Dominica Prime Minister reiterates call for Caribbean to be zone of peace
BRIDGETOWN, Barbados (CMC) – Dominica’s Prime Minister Roosevelt Skerrit on Sunday reiterated the need for the Caribbean to be a zone of peace, warning that any military action now will have severe consequences for the entire region.
Addressing the 86th annual conference of the ruling Barbados Labour Party (BLP), Skerrit echoed a similar call made by Barbados Prime Minister Mia Mottley for an end to the military build-up by United State off the coast of Venezuela, ostensibly to fight the illegal drugs trade.
“We have to be counted, we cannot cower under fear, we have to stand for principle and stand on the shoulders of the sacrifices of our foreparents who fought for our freedom and who fought for our independence,” Skerrit said.
He told his audience that he had extracted parts of Prime Minister Mottley’s speech, placing it in the social media page of Caribbean Community (Caricom) leaders.
“We must always speak truth to power and your speech yesterday was absolutely truth to power, representing what …this great country stands for and what our foreparents had fought for so many generations.
“And so we stand with you on this and this Caribbean must continue to be a zone of peace. We do not want any war in our region. We solve problems by discussions, dialogue, diplomacy and we sometimes have to agree to disagree. But we must do so peacefully and with respect for each other,” Skerrit said. He warned that “if a war breaks out in the Caribbean we will have some serious challenges in our respective countries”.
Skerrit insisted there is an opportunity to “prevent this from happening by adding our voices that reason prevail and common sense come to our being and let us work out our problems together”.

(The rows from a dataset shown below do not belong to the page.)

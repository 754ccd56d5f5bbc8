//! Fixed header and table directory (spec §4.E, concrete layout per
//! SPEC_FULL.md §4.E).

use super::codec::{get_u16, get_u32, get_u8, push_u16, push_u32, push_u8};

pub const MAGIC: &[u8; 8] = b"WAYPTGR\0";
pub const LEGACY_MAGIC: &[u8; 8] = b"WAYPTLEG";
pub const CURRENT_MAJOR: u16 = 1;
pub const CURRENT_MINOR: u16 = 0;
pub const HEADER_LEN: usize = 24;
pub const DIRECTORY_ROW_LEN: usize = 12;

#[derive(Clone, Copy, Debug, PartialEq, Eq)]
pub enum SourceTag {
  Built = 0,
  Precompiled = 1,
  Converted = 2,
}

impl SourceTag {
  pub fn from_u8(tag: u8) -> Option<SourceTag> {
    match tag {
      0 => Some(SourceTag::Built),
      1 => Some(SourceTag::Precompiled),
      2 => Some(SourceTag::Converted),
      _ => None,
    }
  }
}

/// Table-kind tags for the table directory. `ProductionSymbols` and
/// `GroupNestable` are flat blob tables backing variable-length fields
/// (a production's rhs, a group's nestable set) that don't fit a
/// fixed-width row on their own.
#[derive(Clone, Copy, Debug, PartialEq, Eq, PartialOrd, Ord)]
#[repr(u16)]
pub enum TableKind {
  Terminals = 0,
  NonTerminals = 1,
  Productions = 2,
  ProductionSymbols = 3,
  DfaStates = 4,
  DfaEdges = 5,
  LrStates = 6,
  LrActions = 7,
  LrGoto = 8,
  Groups = 9,
  GroupNestable = 10,
  SpecialNames = 11,
  Properties = 12,
  StringHeap = 13,
  StringHeapBlob = 14,
  OperatorGroups = 15,
  OperatorGroupMembers = 16,
  NonTerminalProductions = 17,
  Flags = 18,
}

impl TableKind {
  pub fn from_u16(tag: u16) -> Option<TableKind> {
    use TableKind::*;
    let kinds = [
      Terminals,
      NonTerminals,
      Productions,
      ProductionSymbols,
      DfaStates,
      DfaEdges,
      LrStates,
      LrActions,
      LrGoto,
      Groups,
      GroupNestable,
      SpecialNames,
      Properties,
      StringHeap,
      StringHeapBlob,
      OperatorGroups,
      OperatorGroupMembers,
      NonTerminalProductions,
      Flags,
    ];
    kinds.into_iter().find(|k| *k as u16 == tag)
  }
}

#[derive(Clone, Copy, Debug)]
pub struct DirectoryRow {
  pub kind: TableKind,
  pub offset: u32,
  pub row_count: u32,
  pub row_stride: u16,
}

#[derive(Clone, Debug)]
pub struct Header {
  pub version_major: u16,
  pub version_minor: u16,
  pub source_tag: SourceTag,
  pub directory: Vec<DirectoryRow>,
}

pub fn write_header_placeholder(buf: &mut Vec<u8>) {
  buf.extend_from_slice(MAGIC);
  push_u16(buf, CURRENT_MAJOR);
  push_u16(buf, CURRENT_MINOR);
  push_u8(buf, 0); // source_tag, patched later
  buf.extend_from_slice(&[0, 0, 0]); // reserved
  push_u32(buf, 0); // table_directory_offset, patched later
  push_u32(buf, 0); // table_directory_count, patched later
  debug_assert_eq!(buf.len(), HEADER_LEN);
}

pub fn patch_source_tag(buf: &mut [u8], tag: SourceTag) {
  buf[12] = tag as u8;
}

pub fn patch_directory_location(buf: &mut [u8], offset: u32, count: u32) {
  buf[16..20].copy_from_slice(&offset.to_le_bytes());
  buf[20..24].copy_from_slice(&count.to_le_bytes());
}

#[derive(Debug)]
pub enum HeaderError {
  TooShort,
  BadMagic,
  Legacy,
  VersionTooOld { found_major: u16, found_minor: u16 },
  VersionTooNew { found_major: u16, found_minor: u16, supported_major: u16 },
  MalformedDirectory(String),
}

pub fn parse_header(bytes: &[u8]) -> Result<Header, HeaderError> {
  if bytes.len() < HEADER_LEN {
    return Err(HeaderError::TooShort);
  }
  if &bytes[0..8] == LEGACY_MAGIC {
    return Err(HeaderError::Legacy);
  }
  if &bytes[0..8] != MAGIC {
    return Err(HeaderError::BadMagic);
  }
  let version_major = get_u16(bytes, 8).ok_or(HeaderError::TooShort)?;
  let version_minor = get_u16(bytes, 10).ok_or(HeaderError::TooShort)?;
  if version_major < CURRENT_MAJOR {
    return Err(HeaderError::VersionTooOld { found_major: version_major, found_minor: version_minor });
  }
  if version_major > CURRENT_MAJOR {
    return Err(HeaderError::VersionTooNew {
      found_major: version_major,
      found_minor: version_minor,
      supported_major: CURRENT_MAJOR,
    });
  }
  let source_tag_raw = get_u8(bytes, 12).ok_or(HeaderError::TooShort)?;
  let source_tag = SourceTag::from_u8(source_tag_raw)
    .ok_or_else(|| HeaderError::MalformedDirectory(format!("unknown source tag {source_tag_raw}")))?;
  let directory_offset = get_u32(bytes, 16).ok_or(HeaderError::TooShort)? as usize;
  let directory_count = get_u32(bytes, 20).ok_or(HeaderError::TooShort)? as usize;

  let mut directory = Vec::with_capacity(directory_count);
  for i in 0..directory_count {
    let row_offset = directory_offset + i * DIRECTORY_ROW_LEN;
    let kind_raw = get_u16(bytes, row_offset).ok_or_else(|| HeaderError::MalformedDirectory("directory row out of bounds".into()))?;
    let kind = TableKind::from_u16(kind_raw).ok_or_else(|| HeaderError::MalformedDirectory(format!("unknown table kind {kind_raw}")))?;
    let offset = get_u32(bytes, row_offset + 2).ok_or_else(|| HeaderError::MalformedDirectory("truncated directory row".into()))?;
    let row_count = get_u32(bytes, row_offset + 6).ok_or_else(|| HeaderError::MalformedDirectory("truncated directory row".into()))?;
    let row_stride = get_u16(bytes, row_offset + 10).ok_or_else(|| HeaderError::MalformedDirectory("truncated directory row".into()))?;
    let table_end = offset as usize + row_count as usize * row_stride as usize;
    if table_end > bytes.len() {
      return Err(HeaderError::MalformedDirectory(format!("table {kind:?} extends past end of buffer")));
    }
    directory.push(DirectoryRow { kind, offset, row_count, row_stride });
  }

  Ok(Header { version_major, version_minor, source_tag, directory })
}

In her speech on day-one of the conference, Prime Minister Mottley said the region is now facing “an extremely dangerous and an untenable situation in the southern Caribbean and as a people with a tragic history of being subjected to centuries of big power orchestrated genocide, terrorism and warfare and as a small state, we have invested tremendous time and energy…in establishing and maintaining our region as a zone of peace”.
“Peace is critical to all that we do in this region and now that peace is being threatened we have to speak up,” Mottley said, thanking former prime ministers for the “very strong statement issued by them for the fundamental principle that was agreed upon the formation of the Caribbean Community.
“I want to thank them because without their statement we are possibly going to have others think that those who now lead governments are speaking in vain without reflecting on the fact that this has been a core principle of the Caribbean Community from its very inception”.
“Thank you, thank you, thank you, prime ministers,” Mottley said, adding that she believes the time has come for the region not to accept that any entity “has the right to engage in extrajudicial killings of persons they suspect of being involved in criminal activities”.
An attorney-at-law, Mottley said … “we stand for the rule of law, and we believe if there is other intelligence available that would cause you to take action that is an immediate threat to you as a nation, then you have a duty to share it with us”.
“But on the face of it, conflating law enforcement with military action is a dangerous step,” Mottley said, adding “we equally do not accept that any nation in our region or the greater Caribbean should be the subject of an imposition upon them of any unilateral expression of force and violence by any third party or nation”.
Last week, the Donald Trump Administration announced that it is intensifying its military build-up in the Caribbean with Defence Secretary Pete Hegseth ordering the deployment of the world’s largest aircraft carrier, the USS Gerald Ford and its carrier air wing to the Caribbean, in aid of what the administration says is its counter-drug initiative.
Washington claims the enhanced US force presence in the US Southern Command Area of Responsibility will bolster US capacity to detect, monitor, and disrupt illicit actors and activities that compromise the safety and prosperity of the United States homeland and its security in the Western Hemisphere.
In recent weeks, the Trump administration has deployed several warships and over 10,000 troops to the Caribbean in what pundits claim is a pretext for an eventual land invasion of Venezuela.
Nearly 40 people have been killed in at least eight strikes on boats and a submersible in the Caribbean Sea and the Pacific. The US claims the victims are narco traffickers but has provided no proof to substantiate the allegations.